Em avaliação de empresas, o que importa é a geração de caixa, e não o lucro. Isso é um fato inquestionável, mas a divergência começa em como diferenciar uma coisa da outra. Uma abordagem utilizada é a de calcular algum tipo de lucro que desconsidera custos e despesas não-caixa, como o EBITDA (Lucro Antes de Juros, Impostos, Depreciação e Amortização), mas eu prefiro utilizar outro método.
A grande dificuldade em se adotar uma métrica dessa
natureza é a sua definição e quais contas deveriam entrar nesse cálculo. A
Comissão de Valores Mobiliários criou uma Instrução Normativa para regulamentar
o cálculo, mas as companhias podem adotar as suas próprias métricas na forma de
um EBTIDA pró-forma. O problema é que há outras contas que não produzem efeito
no caixa além da depreciação e amortização e é possível alterar o cálculo do
EBITDA para considerar esses efeitos. Só que aí se perde a simplicidade e a
comparabilidade que a métrica deveria oferecer. A questão pode se tornar ainda
mais complexa com disputas de natureza até política sobre a inclusão ou
exclusão de alguma conta de resultado que pode resultar na criação do LADMN
(Lucro Antes de Más Notícias). Outra observação é que geralmente se exclui os
resultados financeiros do EBITDA, mas nem todo resultado financeiro está ligado
à dívida da companhia, possuem efeito caixa e poderia muito bem ser
classificada como uma despesa geral e administrativa (tarifas bancárias, por
exemplo).
Se uma conta de resultado não produz efeito caixa,
pode procurar que em algum outro lugar há de ter efeito.
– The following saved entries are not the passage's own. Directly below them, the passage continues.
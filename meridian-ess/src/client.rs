// ABOUTME: Low-level HTTP calls against the enterprise search service
// ABOUTME: One pooled reqwest::Client per adapter instance, cloned cheaply across calls

use meridian_config::EssConfig;
use reqwest::StatusCode;
use serde_json::Value;

use crate::error::{EssError, Result};

#[derive(Debug, Clone)]
pub struct EssHttpClient {
    client: reqwest::Client,
    base_url: String,
    api_key: String,
}

impl EssHttpClient {
    #[must_use]
    pub fn new(config: &EssConfig) -> Self {
        let client = reqwest::Client::builder()
            .timeout(std::time::Duration::from_secs(config.timeout_secs))
            .build()
            .unwrap_or_default();
        Self {
            client,
            base_url: config.base_url.clone(),
            api_key: config.api_key.clone(),
        }
    }

    fn url(&self, path: &str) -> String {
        format!("{}{path}", self.base_url)
    }

    async fn classify_error(response: reqwest::Response) -> EssError {
        let status = response.status();
        let retry_after_secs = response
            .headers()
            .get(reqwest::header::RETRY_AFTER)
            .and_then(|v| v.to_str().ok())
            .and_then(|v| v.parse().ok());
        let body = response.text().await.unwrap_or_default();
        EssError::classify(status, retry_after_secs, &body)
    }

    pub async fn get_json(&self, path: &str) -> Result<Value> {
        let response = self
            .client
            .get(self.url(path))
            .bearer_auth(&self.api_key)
            .send()
            .await?;
        if response.status() != StatusCode::OK {
            return Err(Self::classify_error(response).await);
        }
        Ok(response.json().await?)
    }

    /// Returns `(status, body)` rather than an error on a 404/405 so admin
    /// endpoints that don't exist by design can fall back without the
    /// caller unwrapping an error type. Every other non-2xx status
    /// (including other 4xx) is classified and returned as an error instead
    /// of being silently passed through.
    pub async fn post_json_raw(&self, path: &str, body: &Value) -> Result<(StatusCode, Value)> {
        let response = self
            .client
            .post(self.url(path))
            .bearer_auth(&self.api_key)
            .json(body)
            .send()
            .await?;
        let status = response.status();
        let is_fallback_trigger = status == StatusCode::NOT_FOUND || status == StatusCode::METHOD_NOT_ALLOWED;
        if !status.is_success() && !is_fallback_trigger {
            return Err(Self::classify_error(response).await);
        }
        let parsed: Value = response.json().await.unwrap_or(Value::Null);
        Ok((status, parsed))
    }

    pub async fn post_json(&self, path: &str, body: &Value) -> Result<Value> {
        let response = self
            .client
            .post(self.url(path))
            .bearer_auth(&self.api_key)
            .json(body)
            .send()
            .await?;
        if !response.status().is_success() {
            return Err(Self::classify_error(response).await);
        }
        Ok(response.json().await?)
    }

    /// POST a raw body (used for search responses that may be NDJSON
    /// instead of a single JSON document).
    pub async fn post_json_text(&self, path: &str, body: &Value) -> Result<String> {
        let response = self
            .client
            .post(self.url(path))
            .bearer_auth(&self.api_key)
            .json(body)
            .send()
            .await?;
        if !response.status().is_success() {
            return Err(Self::classify_error(response).await);
        }
        Ok(response.text().await?)
    }

    pub async fn upload_multipart(&self, path: &str, filename: String, body: String) -> Result<Value> {
        let part = reqwest::multipart::Part::text(body)
            .file_name(filename)
            .mime_str("text/markdown")
            .unwrap_or_else(|_| reqwest::multipart::Part::text(String::new()));
        let form = reqwest::multipart::Form::new().part("files", part);
        let response = self
            .client
            .post(self.url(path))
            .bearer_auth(&self.api_key)
            .multipart(form)
            .send()
            .await?;
        if !response.status().is_success() {
            return Err(Self::classify_error(response).await);
        }
        Ok(response.json().await?)
    }
}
Uma possibilidade é
que tenha efeito no Patrimônio Líquido ao invés do caixa, como despesa com
opções de ações. Outra é que tenha efeito no Ativo ou no Passivo e a solução
que eu adoto é analisar cada conta patrimonial e de resultados na hora de
estimar os fluxos de caixa, sem precisar criar uma métrica como EBITDA, NOPAT
ou seja lá o que for. Eu analiso a razão de existência da conta de resultado e
em alguns casos é possível atrelar essa conta com alguma conta patrimonial.
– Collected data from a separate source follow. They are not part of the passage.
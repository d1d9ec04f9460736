// ABOUTME: Document/Chunk/Hit types
// ABOUTME: Every entry, query, and result type here carries a flat tenant_id field

use std::collections::HashMap;

use chrono::{DateTime, Utc};
use meridian_core::types::Embedding;
use serde::{Deserialize, Serialize};
use serde_json::Value;
use uuid::Uuid;

#[derive(Debug, Clone, Serialize, Deserialize)]
pub struct Document {
    pub id: String,
    pub tenant_id: String,
    pub title: String,
    pub source: String,
    pub content: String,
    pub metadata: HashMap<String, Value>,
    pub created_at: DateTime<Utc>,
    pub updated_at: DateTime<Utc>,
}

/// Namespace for `Uuid::new_v5`-derived document ids. Fixed so the same
/// `(tenant_id, source)` pair always yields the same id across process
/// restarts.
const DOCUMENT_ID_NAMESPACE: Uuid = Uuid::from_bytes([
    0x6d, 0x65, 0x72, 0x69, 0x64, 0x69, 0x61, 0x6e, 0x2d, 0x64, 0x6f, 0x63, 0x73, 0x2d, 0x00, 0x01,
]);

impl Document {
    /// The id is derived from `(tenant_id, source)` rather than generated
    /// fresh, so re-ingesting the same source for the same tenant yields the
    /// same document id and overwrites rather than duplicates.
    #[must_use]
    pub fn new(tenant_id: impl Into<String>, title: impl Into<String>, source: impl Into<String>, content: impl Into<String>) -> Self {
        let now = Utc::now();
        let tenant_id = tenant_id.into();
        let source = source.into();
        let id = Self::deterministic_id(&tenant_id, &source);
        Self {
            id,
            tenant_id,
            title: title.into(),
            source,
            content: content.into(),
            metadata: HashMap::new(),
            created_at: now,
            updated_at: now,
        }
    }

    #[must_use]
    pub fn deterministic_id(tenant_id: &str, source: &str) -> String {
        Uuid::new_v5(&DOCUMENT_ID_NAMESPACE, format!("{tenant_id}:{source}").as_bytes()).to_string()
    }
}

#[derive(Debug, Clone, Serialize, Deserialize)]
pub struct Chunk {
    pub id: String,
    pub tenant_id: String,
    pub document_id: String,
    pub content: String,
    pub chunk_index: usize,
    pub token_count: Option<usize>,
    pub embedding: Embedding,
    pub metadata: HashMap<String, Value>,
}

impl Chunk {
    #[must_use]
    pub fn new(
        tenant_id: impl Into<String>,
        document_id: impl Into<String>,
        content: impl Into<String>,
        chunk_index: usize,
        embedding: Embedding,
    ) -> Self {
        Self {
            id: Uuid::new_v4().to_string(),
            tenant_id: tenant_id.into(),
            document_id: document_id.into(),
            content: content.into(),
            chunk_index,
            token_count: None,
            embedding,
            metadata: HashMap::new(),
        }
    }
}

#[derive(Debug, Clone, Serialize, Deserialize)]
pub struct Hit {
    pub chunk_id: String,
    pub document_id: String,
    pub content: String,
    pub score: f32,
    pub document_title: String,
    pub document_source: String,
    pub metadata: HashMap<String, Value>,
}

#[derive(Debug, Clone, Default, Serialize, Deserialize)]
pub struct VectorStoreStats {
    pub documents: usize,
    pub chunks: usize,
}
Dessa forma, é possível resolver simultaneamente o mistério de como projetar um
ativo ou passivo e também uma conta de resultado.
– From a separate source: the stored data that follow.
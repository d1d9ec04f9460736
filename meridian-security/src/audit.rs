// ABOUTME: Structured audit trail for authentication and authorization decisions
// ABOUTME: Background task draining an mpsc channel of audit entries

use chrono::{DateTime, Utc};
use serde::Serialize;
use tokio::sync::mpsc;

#[derive(Debug, Clone, Serialize)]
#[serde(tag = "event_type", rename_all = "snake_case")]
pub enum AuditEvent {
    LoginSucceeded { tenant_id: String, user_id: String },
    LoginFailed { tenant_id: String, user_id: String, reason: String },
    RateLimited { tenant_id: String, user_id: String, retry_after_secs: u64 },
    TokenRefreshed { tenant_id: String, user_id: String },
    RefreshReuseDetected { tenant_id: String, user_id: String, jti: String },
    PermissionDenied { tenant_id: String, user_id: String, permission: String },
    IsolationViolation { component: String, message: String },
}

#[derive(Debug, Clone, Serialize)]
pub struct AuditEntry {
    pub timestamp: DateTime<Utc>,
    #[serde(flatten)]
    pub event: AuditEvent,
}

/// Fire-and-forget audit sink: callers push events onto an unbounded
/// channel, a background task drains them and emits structured `tracing`
/// records with `audit = true` so log pipelines can filter on it. Keeps
/// the decision (auth gate deciding to allow/deny) off the hot path from
/// the recording (the drain task writing the record).
#[derive(Debug, Clone)]
pub struct AuditLogger {
    sender: mpsc::UnboundedSender<AuditEntry>,
}

impl AuditLogger {
    #[must_use]
    pub fn new() -> Self {
        let (sender, mut receiver) = mpsc::unbounded_channel::<AuditEntry>();
        tokio::spawn(async move {
            while let Some(entry) = receiver.recv().await {
                Self::emit(&entry);
            }
        });
        Self { sender }
    }

    fn emit(entry: &AuditEntry) {
        let payload = serde_json::to_string(entry).unwrap_or_default();
        match &entry.event {
            AuditEvent::IsolationViolation { component, message } => {
                tracing::error!(audit = true, component = %component, message = %message, payload = %payload, "isolation violation");
            }
            AuditEvent::LoginFailed { .. } | AuditEvent::RateLimited { .. } | AuditEvent::RefreshReuseDetected { .. } | AuditEvent::PermissionDenied { .. } => {
                tracing::warn!(audit = true, payload = %payload, "security audit event");
            }
            _ => {
                tracing::info!(audit = true, payload = %payload, "security audit event");
            }
        }
    }

    pub fn record(&self, event: AuditEvent) {
        let entry = AuditEntry {
            timestamp: Utc::now(),
            event,
        };
        // An audit event that fails to send means the receiver task has
        // already been dropped; there is nowhere left to report that loss.
        let _ = self.sender.send(entry);
    }
}

impl Default for AuditLogger {
    fn default() -> Self {
        Self::new()
    }
}

#[cfg(test)]
mod tests {
    use super::*;

    #[tokio::test]
    async fn record_does_not_panic_with_no_subscriber() {
        let logger = AuditLogger::new();
        logger.record(AuditEvent::LoginSucceeded {
            tenant_id: "acme".into(),
            user_id: "alice".into(),
        });
        tokio::task::yield_now().await;
    }
}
Vou mencionar dois exemplos. A Odontoprev possui
uma considerável Provisão para Riscos. Nas Notas Explicativas, é informado que
a maior parte se refere a uma disputa judicial a respeito do pagamento de INSS
para os dentistas como se fossem empregados da companhia, quando na verdade a
Odontoprev alega que são prestadores de serviços. A minha dúvida, então, era:
como projetar essa linha do balanço?
Analisando mais a fundo a questão, percebemos que a
movimentação é basicamente atualização monetária e adições às provisões. De
início, pensei que essas adições eram novos processos contra a empresa, o que
não é bem o caso. Provisões, de maneira geral, são constituídas com um débito
nas despesas. Porém, procurei nas notas explicativas a respeito das despesas
gerais e administrativas, outros resultados operacionais e até no resultado
financeiro, e nada constava. Verifiquei a Demonstração de Fluxo de Caixa (que
só consulto para tirar dúvidas) e lá consta que essa é uma despesa não caixa
(adiciona caixa ao Caixa Gerado pelas Operações).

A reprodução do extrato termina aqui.